How would I like to appear on it tomorrow at 9am; well, onset a bit earlier if I wouldn't mind; we can send a car? On paper, the prospect of voluntarily giving up your Sunday morning lie-in to tool to your workplace and be quizzed about Palestinian politics may not sound that appealing. But Marr has a sort of infectious energy about him that pulls you in and, sure enough, the following morning I was sitting all attentive on the sofa to watch him bound into the studio and introduce his other guests, Boris Johnson and Germaine Greer.

Frankly, you could put Boris and Germaine anywhere and they would be entertaining. Greer, it seems, is still haunted by her Big Brother experience, insisting that the way to beat the system is for all the housemates to simultaneously remove their microphones. At school we were told to study her seminal book, The Female Eunuch, which bore a rather disturbing picture of a woman's empty latex skin on the front. I never thought that a quarter of a century later I would be sitting opposite the author in a BBC canteen discussing the ecological importance of bugs.
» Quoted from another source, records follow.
//! Test helpers.

use std::sync::Arc;

use jiff::Timestamp;
use rust_decimal::Decimal;
use salvo::{affix_state::inject, prelude::*, test::RequestBuilder};
use storefront::{
    cart::{Cart, CartError},
    currency::StoreCurrency,
    orders::{Customer, CustomerUuid, ShippingAddress},
    products::{CatalogProduct, ProductUuid},
};
use uuid::Uuid;

use storefront_app::{
    context::AppContext,
    domain::{
        carts::MockCartsService,
        checkout::MockCheckoutService,
        editor::MockEditorService,
        orders::{
            MockOrdersService,
            models::{
                Order, OrderItem, OrderItemUuid, OrderStatus, OrderUuid, PaymentMethod,
                PaymentStatus, ShippingMethod,
            },
        },
        products::{MockProductsService, models::Product},
    },
};

use crate::{
    cart::{CartCookie, encode_cart},
    customers::{self, CUSTOMER_NAME_HEADER, CUSTOMER_UUID_HEADER},
    state::State,
};

pub(crate) const TEST_CUSTOMER_UUID: CustomerUuid = CustomerUuid::from_uuid(Uuid::nil());

pub(crate) const TEST_CUSTOMER_NAME: &str = "Ayu";

/// Service mocks for one test. Mocks without expectations fail on any call.
#[derive(Default)]
pub(crate) struct TestApp {
    pub(crate) products: MockProductsService,
    pub(crate) carts: MockCartsService,
    pub(crate) orders: MockOrdersService,
    pub(crate) checkout: MockCheckoutService,
    pub(crate) editor: MockEditorService,
}

impl TestApp {
    pub(crate) fn new() -> Self {
        Self::default()
    }

    pub(crate) fn state(self) -> Arc<State> {
        let app = AppContext {
            products: Arc::new(self.products),
            carts: Arc::new(self.carts),
            orders: Arc::new(self.orders),
            checkout: Arc::new(self.checkout),
            editor: Arc::new(self.editor),
        };

        State::from_app_context(app, CartCookie::default(), StoreCurrency::Idr)
    }

    /// Serve `route` with the mocked state injected.
    pub(crate) fn service(self, route: Router) -> Service {
        Service::new(Router::new().hoop(inject(self.state())).push(route))
    }

    /// Serve `route` behind the customer identity middleware.
    pub(crate) fn customer_service(self, route: Router) -> Service {
        Service::new(
            Router::new()
                .hoop(inject(self.state()))
                .hoop(customers::handler)
                .push(route),
        )
    }
}

pub(crate) fn test_customer() -> Customer {
    Customer {
        uuid: TEST_CUSTOMER_UUID,
        name: TEST_CUSTOMER_NAME.to_string(),
    }
}

/// Identify the request as the test customer.
pub(crate) fn as_customer(req: RequestBuilder) -> RequestBuilder {
    req.add_header(CUSTOMER_UUID_HEADER, TEST_CUSTOMER_UUID.to_string(), true)
        .add_header(CUSTOMER_NAME_HEADER, TEST_CUSTOMER_NAME, true)
}

/// Send `cart` in the cart cookie.
pub(crate) fn with_cart(req: RequestBuilder, cart: &Cart) -> RequestBuilder {
    let value = encode_cart(cart).unwrap_or_default();

    req.add_header("cookie", format!("cart_items={value}"), true)
}

/// The cart held in a response's cart cookie, if one was set.
pub(crate) fn response_cart(res: &Response) -> Option<Cart> {
    res.cookie("cart_items")
        .and_then(|cookie| crate::cart::decode_cart(cookie.value()).ok())
}

pub(crate) fn catalog_product(name: &str, price: i64) -> CatalogProduct {
    CatalogProduct {
        uuid: ProductUuid::new(),
        name: name.to_string(),
        image: Some(format!("{}.png", name.to_lowercase())),
        price: Decimal::from(price),
    }
}

/// A cart holding each product with the given quantity.
pub(crate) fn cart_with(lines: &[(&CatalogProduct, u32)]) -> Result<Cart, CartError> {
    let mut cart = Cart::new();

    for (product, quantity) in lines {
        let product = (*product).clone();

        cart.add_item_with_quantity(product.uuid, *quantity, || Some(product))?;
    }

    Ok(cart)
}

pub(crate) fn make_product(product: &CatalogProduct) -> Product {
    Product {
        uuid: product.uuid,
        name: product.name.clone(),
        slug: product.name.to_lowercase(),
        images: product.image.iter().cloned().collect(),
        price: product.price,
        is_active: true,
        in_stock: true,
        is_featured: false,
        on_sale: false,
        created_at: Timestamp::UNIX_EPOCH,
        updated_at: Timestamp::UNIX_EPOCH,
    }
}

pub(crate) fn shipping_address() -> ShippingAddress {
    ShippingAddress {
        first_name: "Ayu".to_string(),
        last_name: "Pratiwi".to_string(),
        phone: "0811222333".to_string(),
        street_address: "Jl. Gajah Mada 12".to_string(),
        city: "Surabaya".to_string(),
        state: "Jawa Timur".to_string(),
        zip_code: "60111".to_string(),
    }
}

/// A stored order of the test customer with one item per `(product, quantity, unit price)`.
pub(crate) fn make_order(uuid: OrderUuid, items: &[(ProductUuid, u32, i64)]) -> Order {
    let items: Vec<OrderItem> = items
        .iter()
        .map(|(product, quantity, price)| OrderItem {
            uuid: OrderItemUuid::new(),
            product: *product,
            quantity: *quantity,
            unit_amount: Decimal::from(*price),
            total_amount: Decimal::from(*price) * Decimal::from(*quantity),
        })
        .collect();

    Order {
        uuid,
        customer: TEST_CUSTOMER_UUID,
        grand_total: items.iter().map(|item| item.total_amount).sum(),
        payment_method: PaymentMethod::CashOnDelivery,
        payment_status: PaymentStatus::Pending,
        status: OrderStatus::New,
        currency: StoreCurrency::Idr,
        shipping_amount: Decimal::ZERO,
        shipping_method: ShippingMethod::None,
        notes: Some(format!("Order placed by {TEST_CUSTOMER_NAME}")),
        address: shipping_address(),
        items,
        created_at: Timestamp::UNIX_EPOCH,
        updated_at: Timestamp::UNIX_EPOCH,
    }
}
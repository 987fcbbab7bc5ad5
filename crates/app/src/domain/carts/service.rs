//! Carts service.

use std::{fmt, sync::Arc};

use async_trait::async_trait;
use mockall::automock;
use storefront::{
    cart::Cart,
    products::{CatalogProduct, ProductUuid},
};
use tracing::debug;

use crate::domain::{carts::errors::CartsServiceError, products::ProductsService};

/// Cart operations that need the product catalog.
///
/// Only adding a product that is not yet in the cart touches the catalog; all
/// other cart operations are pure and live on [`Cart`].
pub struct CatalogCartsService {
    products: Arc<dyn ProductsService>,
}

impl CatalogCartsService {
    #[must_use]
    pub fn new(products: Arc<dyn ProductsService>) -> Self {
        Self { products }
    }

    async fn resolve(
        &self,
        cart: &Cart,
        product: ProductUuid,
    ) -> Result<Option<CatalogProduct>, CartsServiceError> {
        if cart.contains(product) {
            return Ok(None);
        }

        let found = self.products.find_catalog_product(product).await?;

        if found.is_none() {
            debug!(%product, "ignoring unknown product");
        }

        Ok(found)
    }
}

impl fmt::Debug for CatalogCartsService {
    fn fmt(&self, f: &mut fmt::Formatter<'_>) -> fmt::Result {
        f.debug_struct("CatalogCartsService").finish_non_exhaustive()
    }
}

#[async_trait]
impl CartsService for CatalogCartsService {
    async fn add_item(&self, mut cart: Cart, product: ProductUuid) -> Result<Cart, CartsServiceError> {
        let found = self.resolve(&cart, product).await?;

        cart.add_item(product, || found)?;

        Ok(cart)
    }

    async fn add_item_with_quantity(
        &self,
        mut cart: Cart,
        product: ProductUuid,
        quantity: u32,
    ) -> Result<Cart, CartsServiceError> {
        let found = self.resolve(&cart, product).await?;

        cart.add_item_with_quantity(product, quantity, || found)?;

        Ok(cart)
    }
}

#[automock]
#[async_trait]
pub trait CartsService: Send + Sync {
    /// Add one unit of a product, looking it up when the cart has no line for it yet.
    async fn add_item(&self, cart: Cart, product: ProductUuid) -> Result<Cart, CartsServiceError>;

    /// Add a product with an explicit quantity, replacing the quantity of an existing line.
    async fn add_item_with_quantity(
        &self,
        cart: Cart,
        product: ProductUuid,
        quantity: u32,
    ) -> Result<Cart, CartsServiceError>;
}
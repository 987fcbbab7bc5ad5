//! Checkout Errors

use salvo::http::StatusError;
use storefront::checkout::CheckoutError;
use tracing::error;

use storefront_app::domain::checkout::CheckoutServiceError;

use crate::extensions::capitalised_brief;

pub(crate) fn into_status_error(error: CheckoutServiceError) -> StatusError {
    match error {
        CheckoutServiceError::Invalid(CheckoutError::Pricing(source)) if source.is_limit() => {
            StatusError::bad_request().brief(capitalised_brief(&source))
        }
        CheckoutServiceError::Invalid(CheckoutError::Pricing(source)) => {
            error!("failed to total cart at checkout: {source}");

            StatusError::internal_server_error()
        }
        CheckoutServiceError::Invalid(invalid) => {
            StatusError::bad_request().brief(capitalised_brief(&invalid))
        }
        CheckoutServiceError::Orders(source) => {
            error!("failed to place order: {source}");

            StatusError::internal_server_error()
        }
    }
}

#[cfg(test)]
mod tests {
    use rust_decimal::Decimal;
    use salvo::http::StatusCode;
    use storefront::pricing::PricingError;

    use super::*;

    #[test]
    fn missing_fields_are_listed_in_brief() {
        let error = into_status_error(CheckoutServiceError::Invalid(
            CheckoutError::MissingFields(vec!["phone", "city"]),
        ));

        assert_eq!(error.code, StatusCode::BAD_REQUEST);
        assert_eq!(error.brief, "Missing required fields: phone, city");
    }

    #[test]
    fn empty_cart_is_a_bad_request() {
        let error = into_status_error(CheckoutServiceError::Invalid(CheckoutError::EmptyCart));

        assert_eq!(error.code, StatusCode::BAD_REQUEST);
        assert_eq!(error.brief, "Cart is empty");
    }

    #[test]
    fn totals_past_storage_limit_are_bad_requests() {
        let error = into_status_error(CheckoutServiceError::Invalid(CheckoutError::Pricing(
            PricingError::AmountTooLarge(Decimal::from(45_000_000_000_i64)),
        )));

        assert_eq!(error.code, StatusCode::BAD_REQUEST);
        assert!(
            error.brief.starts_with("Total 45000000000 exceeds"),
            "unexpected brief {:?}",
            error.brief
        );
    }

    #[test]
    fn overflow_is_a_server_error() {
        let error = into_status_error(CheckoutServiceError::Invalid(CheckoutError::Pricing(
            PricingError::Overflow,
        )));

        assert_eq!(error.code, StatusCode::INTERNAL_SERVER_ERROR);
    }
}
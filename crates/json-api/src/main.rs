//! Storefront JSON API Server

use std::process;

use salvo::{
    affix_state::inject,
    oapi::{OpenApi, swagger_ui::SwaggerUi},
    prelude::*,
    trailing_slash::remove_slash,
};
use tracing::{error, info};

use storefront_app::context::AppContext;

use crate::{
    cart::CartCookie,
    config::ServerConfig,
    observability::{Observability, metrics_handler, request_logging},
    router::app_router,
    state::State,
};

mod admin;
mod cart;
mod checkout;
mod config;
mod customers;
mod extensions;
mod healthcheck;
mod observability;
mod orders;
mod products;
mod router;
mod shutdown;
mod state;
#[cfg(test)]
mod test_helpers;

/// Storefront JSON API Server entry point
///
/// # Panics
///
/// Panics if the server fails to bind or serve requests
#[tokio::main]
pub async fn main() {
    // Load configuration from .env and CLI arguments
    let config = ServerConfig::load().unwrap_or_else(|e| {
        #[expect(
            clippy::print_stderr,
            reason = "logging not initialized yet, must use eprintln for config errors"
        )]
        {
            eprintln!("Configuration error: {e}");
        }

        process::exit(1);
    });

    let _observability = Observability::init(&config).unwrap_or_else(|e| {
        #[expect(
            clippy::print_stderr,
            reason = "logging failed to initialise, must use eprintln"
        )]
        {
            eprintln!("Observability error: {e}");
        }

        process::exit(1);
    });

    let addr = config.socket_addr();
    let currency = config.store.store_currency;

    info!(%currency, "Starting server on {addr}");

    let listener = TcpListener::new(addr).bind().await;

    let app = match AppContext::from_database_url(
        &config.database.database_url,
        config.database.database_max_connections,
        currency,
    )
    .await
    {
        Ok(app) => app,
        Err(init_error) => {
            error!("failed to initialize app context: {init_error}");

            process::exit(1);
        }
    };

    let cart_cookie = CartCookie::new(&config.cart);

    let router = Router::new()
        .hoop(CatchPanic::new())
        .hoop(remove_slash())
        .hoop(request_logging)
        .hoop(inject(State::from_app_context(app, cart_cookie, currency)))
        .push(Router::with_path("healthcheck").get(healthcheck::handler))
        .push(Router::with_path("metrics").get(metrics_handler))
        .push(app_router());

    let doc = OpenApi::new("Storefront API", env!("CARGO_PKG_VERSION")).merge_router(&router);

    let router = router
        .push(doc.into_router("/api-doc/openapi.json"))
        .push(SwaggerUi::new("/api-doc/openapi.json").into_router("docs"));

    let server = Server::new(listener);

    let handle = server.handle();
    let grace = config.server.shutdown_grace();

    tokio::spawn(async move {
        if let Err(error) = shutdown::listen(handle, grace).await {
            error!("failed to listen for shutdown signal: {error}");
        }
    });

    server.serve(router).await;
}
Germaine heads a charity, Buglife, and is involved with saving rare insects on Canvey Island. You see?

I would never have known that if I had opted for the lie-in instead of the Andy Marr show.

Happily, there is life beyond the studio for me, and last month it was off to Cairo for the weekend and an unusual assignment. Radio 3 is putting out Verdi's Aida on 18 February so someone decided the audience should be sentenced to listen to 20 minutes of Gardner's Cairo in the interval.

This was a labour of love, revisiting places I had grown up in as a student, returning to backstreet cafes where the air was thick with apple-flavoured tobacco smoke and the singsong dialect of Cairene slang.

In the space of a day we zigzagged around the city, from the teeming streets of the medieval Islamic quarter to the banks of the River Nile, from the perpetual slow-motion car crash of downtown Cairo to the sun-baked plateau of Giza. Of course, it was not all sun and roses.